Interaction between intimal hyperplasia, tube wall cavity shape change, and hemodynamics. To simulate the process of intimal hyperplasia, the researchers proposed a calculation method for cell filling. The threshold low shear stress condition is used to judge that when intimal hyperplasia occurs on the wall surface, the calculation unit near the wall surface is filled as a solid wall unit. It was found through simulation that the maximum stenosis rate was 34.4%, which occurred on the lateral wall of the sinus artery 5 mm from the bifurcation of the blood vessel.

To study the changes in local blood flow and endothelial cells after stenosis, animal and in vitro models can be established. Methods for constructing stenosis models include: Feeding animals with foods rich in protein and fat to keep them in the body for a relatively short period of time The endometrium is produced, which promotes its hyperplasia and stenosis; the surgical method damages the endometrium to make it hypertrophic and narrow; the circulatory constriction is used to narrow the blood vessels symmetrically. However, the hemodynamic simulation of carotid sinus ring contraction found that lipid deposition will develop symmetrically along the circumferential axis in the sinus downstream of the stenosis, and the top of the stenosis will not produce atherosclerosis due to high shear force. Therefore, asymmetric stenosis with uneven thickness should be used to artificially produce uneven stenosis.

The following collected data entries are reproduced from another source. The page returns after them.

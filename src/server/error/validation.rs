use axum::{
    http::StatusCode,
    response::{IntoResponse, Response},
    Json,
};
use thiserror::Error;

use crate::model::api::ErrorDto;

/// Request payload rejected before reaching the database.
#[derive(Error, Debug, PartialEq, Eq)]
pub enum ValidationError {
    #[error("Missing required field: {0}")]
    MissingField(&'static str),

    #[error("Invalid email address: {0}")]
    InvalidEmail(String),

    #[error("Email address is already registered: {0}")]
    EmailTaken(String),

    #[error("Invalid {field}: {reason}")]
    InvalidField { field: &'static str, reason: String },
}

/// Every validation error is a `400 Bad Request` with its message.
impl IntoResponse for ValidationError {
    fn into_response(self) -> Response {
        (
            StatusCode::BAD_REQUEST,
            Json(ErrorDto {
                error: self.to_string(),
            }),
        )
            .into_response()
    }
}
//! Salon info factory for the single metadata row.

use chrono::Utc;
use entity::json::{GalleryList, PhotoGallery};
use sea_orm::{ActiveModelTrait, ActiveValue, DatabaseConnection, DbErr};

/// Row id used for the salon metadata record.
pub const SALON_INFO_ID: i32 = 1;

/// Factory for the salon metadata row. Every field starts unset.
pub struct SalonInfoFactory<'a> {
    db: &'a DatabaseConnection,
    name: Option<String>,
    phone: Option<String>,
    email: Option<String>,
    address: Option<String>,
    galleries: Vec<PhotoGallery>,
}

impl<'a> SalonInfoFactory<'a> {
    pub fn new(db: &'a DatabaseConnection) -> Self {
        Self {
            db,
            name: None,
            phone: None,
            email: None,
            address: None,
            galleries: Vec::new(),
        }
    }

    pub fn name(mut self, name: impl Into<String>) -> Self {
        self.name = Some(name.into());
        self
    }

    pub fn phone(mut self, phone: impl Into<String>) -> Self {
        self.phone = Some(phone.into());
        self
    }

    pub fn email(mut self, email: impl Into<String>) -> Self {
        self.email = Some(email.into());
        self
    }

    pub fn address(mut self, address: impl Into<String>) -> Self {
        self.address = Some(address.into());
        self
    }

    pub fn gallery(mut self, name: impl Into<String>, photos: Vec<String>) -> Self {
        self.galleries.push(PhotoGallery {
            name: name.into(),
            photos,
        });
        self
    }

    /// Builds and inserts the salon info row.
    pub async fn build(self) -> Result<entity::salon_info::Model, DbErr> {
        entity::salon_info::ActiveModel {
            id: ActiveValue::Set(SALON_INFO_ID),
            name: ActiveValue::Set(self.name),
            phone: ActiveValue::Set(self.phone),
            whatsapp: ActiveValue::Set(None),
            address: ActiveValue::Set(self.address),
            email: ActiveValue::Set(self.email),
            instagram: ActiveValue::Set(None),
            opening_hours: ActiveValue::Set(None),
            galleries: ActiveValue::Set(GalleryList(self.galleries)),
            updated_at: ActiveValue::Set(Utc::now()),
        }
        .insert(self.db)
        .await
    }
}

Atherosclerosis causes local stenosis of the artery. For severe arterial blood vessels, artificial arterial blood vessels or autogenous vein blood vessels are often used for arterial bypass graft bypass grafting to restore normal blood supply to the vessels and tissues downstream of the narrowed artery. A major problem with arterial bypass surgery is the high incidence of postoperative vascular occlusion and the subsequent high cost of treatment. Intimal hyperplasia and the development of restenosis in the downstream suture area are the causes of surgical failure.

There are many factors affecting the success rate of arterial bypass surgery. The graft-host artery diameter ratio and suture angle are two important geometric factors. Hemodynamic analysis and surgical practice have shown that larger graft-host artery diameter ratio and smaller suture angle can minimize wall shear stress gradient and have better hemodynamic characteristics.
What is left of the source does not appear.